The Cognitive Interview

Cards (8)

  • what is the cognitive interview?
    a strategy to improve the effectiveness of police interviews when questioning witnesses
  • what is the first category/ needed procedure in the cognitive interview?
    Report Everything
    • the interviewee is encouraged to report every single detail of the event, even if it seems irrelevant
    • doing this may trigger other important memories
  • what is the second needed procedure in the cognitive interview?
    Mental Reinstatement of Context
    • the interviewer encourages the interviewee to mentally recreate the environment (context) of the incident
    • on occasion they even take them back to the scene of the crime (if appropriate!)
  • what is the third needed procedure in the cognitive interview?
    Reverse/Changing the Order
    • the interviewer may reverse the order in which events occurred so that the interviewee can create alternative pathways through the incident
    • this avoids reporting how our expectations of how the event must have happened and also prevents/inhibits dishonesty
  • what is the fourth needed procedure in the cognitive interview?

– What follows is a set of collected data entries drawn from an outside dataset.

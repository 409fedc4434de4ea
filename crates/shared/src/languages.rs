//! Language catalog offered by the dubbing service.

use crate::domain::LanguageSide;

pub const DEFAULT_SOURCE_LANGUAGE: &str = "English - US";
pub const DEFAULT_TARGET_LANGUAGE: &str = "Spanish - Spain";

#[derive(Debug, Clone, Copy, PartialEq, Eq)]
pub struct Language {
    pub locale: &'static str,
    pub label: &'static str,
}

const fn lang(locale: &'static str, label: &'static str) -> Language {
    Language { locale, label }
}

pub const SOURCE_LANGUAGES: &[Language] = &[
    lang("en_US", "English - US"),
    lang("en_UK", "English - UK"),
    lang("en_IN", "English - India"),
    lang("en_SCOTT", "English - Scottish"),
    lang("en_AU", "English - Australia"),
    lang("fr_FR", "French - France"),
    lang("de_DE", "German"),
    lang("es_ES", "Spanish - Spain"),
    lang("es_MX", "Spanish - Mexico"),
    lang("it_IT", "Italian"),
    lang("pt_BR", "Portuguese - Brazil"),
    lang("pl_PL", "Polish"),
    lang("hi_IN", "Hindi"),
    lang("ko_KR", "Korean"),
    lang("ja_JP", "Japanese"),
    lang("zh_CN", "Chinese - Mandarin"),
    lang("nl_NL", "Dutch"),
    lang("fi_FI", "Finnish"),
    lang("ru_RU", "Russian"),
    lang("tr_TR", "Turkish"),
    lang("uk_UA", "Ukrainian"),
];

pub const TARGET_LANGUAGES: &[Language] = &[
    lang("en_US", "English - US"),
    lang("en_UK", "English - UK"),
    lang("en_IN", "English - India"),
    lang("en_SCOTT", "English - Scottish"),
    lang("en_AU", "English - Australia"),
    lang("fr_FR", "French - France"),
    lang("de_DE", "German"),
    lang("es_ES", "Spanish - Spain"),
    lang("es_MX", "Spanish - Mexico"),
    lang("it_IT", "Italian"),
    lang("pt_BR", "Portuguese - Brazil"),
    lang("pl_PL", "Polish"),
    lang("hi_IN", "Hindi"),
    lang("ko_KR", "Korean"),
    lang("ta_IN", "Tamil"),
    lang("bn_IN", "Bengali"),
    lang("ja_JP", "Japanese"),
    lang("zh_CN", "Chinese - Mandarin"),
    lang("nl_NL", "Dutch"),
    lang("fi_FI", "Finnish"),
    lang("ru_RU", "Russian"),
    lang("tr_TR", "Turkish"),
    lang("da_DK", "Danish"),
    lang("id_ID", "Indonesian"),
    lang("ro_RO", "Romanian"),
    lang("nb_NO", "Norwegian"),
    lang("hr_HR", "Croatian"),
    lang("el_GR", "Greek"),
    lang("sk_SK", "Slovak"),
];

pub fn languages_for(side: LanguageSide) -> &'static [Language] {
    match side {
        LanguageSide::Source => SOURCE_LANGUAGES,
        LanguageSide::Target => TARGET_LANGUAGES,
    }
}

pub fn find_language(side: LanguageSide, label: &str) -> Option<&'static Language> {
    languages_for(side).iter().find(|l| l.label == label)
}

pub fn locale_for(side: LanguageSide, label: &str) -> Option<&'static str> {
    find_language(side, label).map(|l| l.locale)
}

/// First entry of `side`'s list whose label differs from `avoid`.
pub fn first_distinct(side: LanguageSide, avoid: &str) -> Option<&'static Language> {
    languages_for(side).iter().find(|l| l.label != avoid)
}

    Changing the Perspective
    • the interviewee is encouraged to recall the incident from multiple perspectives (e.g. how the event must have appeared to other witnesses standing at different points at the time)
    • this is trying to avoid how schemas bias our expectations of an event (Allport and Postman 1947)
  • why the enhanced cognitive interview different to the cognitive interview?
    Has some additional elements:
    • reducing eyewitness anxiety
    • minimising distractions
    • getting witness to speak slowly
    • asking open-ended questions
    • active listening
    • further training about eye contact to interviewer
  • describe the aim and methods of Geiselman et al (1985)
    • to see if reinstating the context of an event will affect the accuracy of witnesses accounts
    • participants were shown a police training video of a violent crime
    • 2 days later they were interviewed about what they had seen
    • for half, the context of the event was recreated during the interview, and for the other half standard interview techniques were used
  • what were the results and conclusions of the Geiselman et al (1985) study?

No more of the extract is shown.